Les investissements visés sont le placement dans des actions de PME et d’entreprises intermédiaires, lesquelles sont, je le rappelle en tant que ministre du commerce extérieur, très territorialisées et productrices d’emploi ; en outre, ces PME développent des compétences à l’international à une hauteur de plus de 70 %. Ces investissements concernent également le logement social et intermédiaire, ainsi que les entreprises de l’économie sociale et solidaire, qui est pour nous, vous le savez, mesdames, messieurs les sénateurs, une priorité.
Ce projet de loi de finances rectificative contribue pleinement à l’effort de simplification, qui mobilise l’ensemble de l’appareil d’État et des ministres et qui, à cet effet, a toute sa place dans les textes financiers. L’enjeu est connu : il s’agit de simplifier les règles, et surtout les relations avec l’administration, pour les entreprises comme pour les particuliers.
Il est ainsi prévu de simplifier les obligations déclaratives à l’impôt sur le revenu en généralisant les cas de dispense de justificatifs, d’étendre le recours obligatoire au télépaiement de la taxe sur les salaires ou de légaliser le principe de gratuité des prélèvements opérés sur l’initiative de l’administration fiscale pour le paiement des impôts.
Cette simplification des relations entre l’administration et les administrés contribuables et la création d’une relation de confiance entre l’administration et les entreprises sont décisives pour l’attractivité du pays et font partie des priorités du ministre de l’économie et des finances, Pierre Moscovici, avec lequel, pour ma part, je travaille avec la casquette « attractivité du territoire ». À ce titre, du reste, je remercie le Sénat d’avoir simplifié les procédures diverses et variées prévues par le droit des douanes en adoptant la proposition de loi présentée par M. Richard Yung.

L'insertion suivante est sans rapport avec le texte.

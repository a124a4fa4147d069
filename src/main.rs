//! Subscription Tracker - subscription records and monthly cost aggregation
//!
//! Serves the HTTP API over a PostgreSQL-backed subscription store.

use std::net::SocketAddr;
use std::sync::Arc;

use sqlx::postgres::PgPoolOptions;
use tracing_subscriber::{layer::SubscriberExt, util::SubscriberInitExt};

use subscription_tracker::{build_app, db, AppState, Config, PgSubscriptionRepository};

/// Initialize tracing/logging
///
/// `LOG_FORMAT=json` switches to structured JSON lines.
fn init_tracing() {
    let json = std::env::var("LOG_FORMAT")
        .map(|format| format.eq_ignore_ascii_case("json"))
        .unwrap_or(false);

    tracing_subscriber::registry()
        .with(
            tracing_subscriber::EnvFilter::try_from_default_env()
                .unwrap_or_else(|_| "subscription_tracker=debug,tower_http=debug".into()),
        )
        .with(json.then(|| tracing_subscriber::fmt::layer().json()))
        .with((!json).then(|| tracing_subscriber::fmt::layer()))
        .init();
}

#[tokio::main]
async fn main() -> anyhow::Result<()> {
    // Load environment variables
    dotenvy::dotenv().ok();

    // Initialize tracing
    init_tracing();

    // Load configuration
    let config = Config::from_env()?;
    let addr: SocketAddr = format!("{}:{}", config.host, config.port).parse()?;

    tracing::info!(environment = %config.environment, "Starting subscription tracker");
    tracing::info!("Connecting to database...");

    // Create database pool
    let pool = PgPoolOptions::new()
        .max_connections(config.database_max_connections)
        .connect_with(config.database.clone())
        .await?;

    db::verify_connection(&pool).await?;
    db::ensure_schema(&pool).await?;

    // Verify database schema
    if !db::check_schema(&pool).await? {
        tracing::error!("Database schema is not complete");
        return Err(anyhow::anyhow!("Database schema incomplete"));
    }

    tracing::info!("Database connected successfully");
    tracing::info!("Listening on http://{}", addr);

    // Build router and start server
    let repository = Arc::new(PgSubscriptionRepository::new(pool.clone()));
    let app = build_app(AppState::new(repository), config.request_timeout);

    let listener = tokio::net::TcpListener::bind(addr).await?;

    axum::serve(
        listener,
        app.into_make_service_with_connect_info::<SocketAddr>(),
    )
    .with_graceful_shutdown(shutdown_signal())
    .await?;

    // Cleanup
    tracing::info!("Server shutting down...");
    pool.close().await;
    tracing::info!("Database connections closed. Goodbye!");

    Ok(())
}

/// Shutdown signal handler for graceful shutdown
async fn shutdown_signal() {
    let ctrl_c = async {
        if let Err(e) = tokio::signal::ctrl_c().await {
            tracing::error!("Failed to install Ctrl+C handler: {}", e);
            std::future::pending::<()>().await;
        }
    };

    #[cfg(unix)]
    let terminate = async {
        match tokio::signal::unix::signal(tokio::signal::unix::SignalKind::terminate()) {
            Ok(mut signal) => {
                signal.recv().await;
            }
            Err(e) => {
                tracing::error!("Failed to install SIGTERM handler: {}", e);
                std::future::pending::<()>().await;
            }
        }
    };

    #[cfg(not(unix))]
    let terminate = std::future::pending::<()>();

    tokio::select! {
        _ = ctrl_c => {
            tracing::info!("Received Ctrl+C, initiating graceful shutdown...");
        },
        _ = terminate => {
            tracing::info!("Received SIGTERM, initiating graceful shutdown...");
        },
    }
}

Enfin, ce projet de loi de finances rectificative poursuit la réforme de nos financements à l’exportation, à laquelle je tiens et qui avait été commencée dans la loi de finances rectificative pour 2012. C’était un engagement du pacte national pour la croissance, la compétitivité et l’emploi présenté, pris par le Premier ministre en novembre de l’année dernière.
Ainsi, nous poursuivons la diminution du coût des crédits exports en améliorant la garantie de refinancement octroyée par la Compagnie française d’assurance pour le commerce extérieur, la COFACE. Un dispositif d’intervention publique est également créé pour pallier les carences des marchés de la part des assureurs privés pour les exportations de court terme. Cette mesure sera au bénéfice du commerce courant, donc de nos PME et de nos entreprises intermédiaires. Comme vous l’avez souhaité, monsieur le rapporteur général, le Parlement sera destinataire de l’évaluation annuelle de ce dispositif.
Par ailleurs, et c’est très important, nous renforçons notre accompagnement du secteur naval, et pas seulement à l’ouest de la France.